■ WHAT TO PRODUCE ■
Give back the full data character for character.

*** DATA ***

use std::path::PathBuf;

use meshcap::crypto::{self, KeyWidth};
use meshcap::proto::{mesh_packet::PayloadVariant, Data, MeshPacket, ServiceEnvelope};
use prost::Message;

pub fn fixture_path(name: &str) -> PathBuf {
    let mut path =
        PathBuf::from(std::env::var("CARGO_MANIFEST_DIR").expect("CARGO_MANIFEST_DIR not set"));
    path.push("tests/fixtures");
    path.push(name);
    path
}

pub fn data(portnum: i32, payload: &[u8]) -> Data {
    Data {
        portnum,
        payload: payload.to_vec(),
        ..Default::default()
    }
}

pub fn envelope(packet: MeshPacket) -> ServiceEnvelope {
    ServiceEnvelope {
        channel_id: "LongFast".to_string(),
        gateway_id: format!("!{:08x}", packet.from),
        packet: Some(packet),
    }
}

pub fn decoded_packet(id: u32, from: u32, data: Data) -> MeshPacket {
    MeshPacket {
        from,
        to: 0xffff_ffff,
        id,
        hop_limit: 3,
        payload_variant: Some(PayloadVariant::Decoded(data)),
        ..Default::default()
    }
}

/// A packet whose `data` is encrypted with `psk` the way a node would.
pub fn encrypted_packet(id: u32, from: u32, data: &Data, psk: &[u8; 16], width: KeyWidth) -> MeshPacket {
    let ciphertext = crypto::encrypt(&data.encode_to_vec(), psk, width, id, from);
    MeshPacket {
        from,
        to: 0xffff_ffff,
        id,
        hop_limit: 3,
        payload_variant: Some(PayloadVariant::Encrypted(ciphertext)),
        ..Default::default()
    }
}

/// Render a capture line for `msg`.
pub fn capture_line<M: Message>(topic: &str, msg: &M) -> String {
    meshcap::capture::format_line("01.02.2025 10:00:00", topic, &msg.encode_to_vec())
}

*** End of DATA ***

■ EXPECTED ANSWER ■
use std::path::PathBuf;

use meshcap::crypto::{self, KeyWidth};
use meshcap::proto::{mesh_packet::PayloadVariant, Data, MeshPacket, ServiceEnvelope};
use prost::Message;

pub fn fixture_path(name: &str) -> PathBuf {
    let mut path =
        PathBuf::from(std::env::var("CARGO_MANIFEST_DIR").expect("CARGO_MANIFEST_DIR not set"));
    path.push("tests/fixtures");
    path.push(name);
    path
}

pub fn data(portnum: i32, payload: &[u8]) -> Data {
    Data {
        portnum,
        payload: payload.to_vec(),
        ..Default::default()
    }
}

pub fn envelope(packet: MeshPacket) -> ServiceEnvelope {
    ServiceEnvelope {
        channel_id: "LongFast".to_string(),
        gateway_id: format!("!{:08x}", packet.from),
        packet: Some(packet),
    }
}

pub fn decoded_packet(id: u32, from: u32, data: Data) -> MeshPacket {
    MeshPacket {
        from,
        to: 0xffff_ffff,
        id,
        hop_limit: 3,
        payload_variant: Some(PayloadVariant::Decoded(data)),
        ..Default::default()
    }
}

/// A packet whose `data` is encrypted with `psk` the way a node would.
pub fn encrypted_packet(id: u32, from: u32, data: &Data, psk: &[u8; 16], width: KeyWidth) -> MeshPacket {
    let ciphertext = crypto::encrypt(&data.encode_to_vec(), psk, width, id, from);
    MeshPacket {
        from,
        to: 0xffff_ffff,
        id,
        hop_limit: 3,
        payload_variant: Some(PayloadVariant::Encrypted(ciphertext)),
        ..Default::default()
    }
}

/// Render a capture line for `msg`.
pub fn capture_line<M: Message>(topic: &str, msg: &M) -> String {
    meshcap::capture::format_line("01.02.2025 10:00:00", topic, &msg.encode_to_vec())
}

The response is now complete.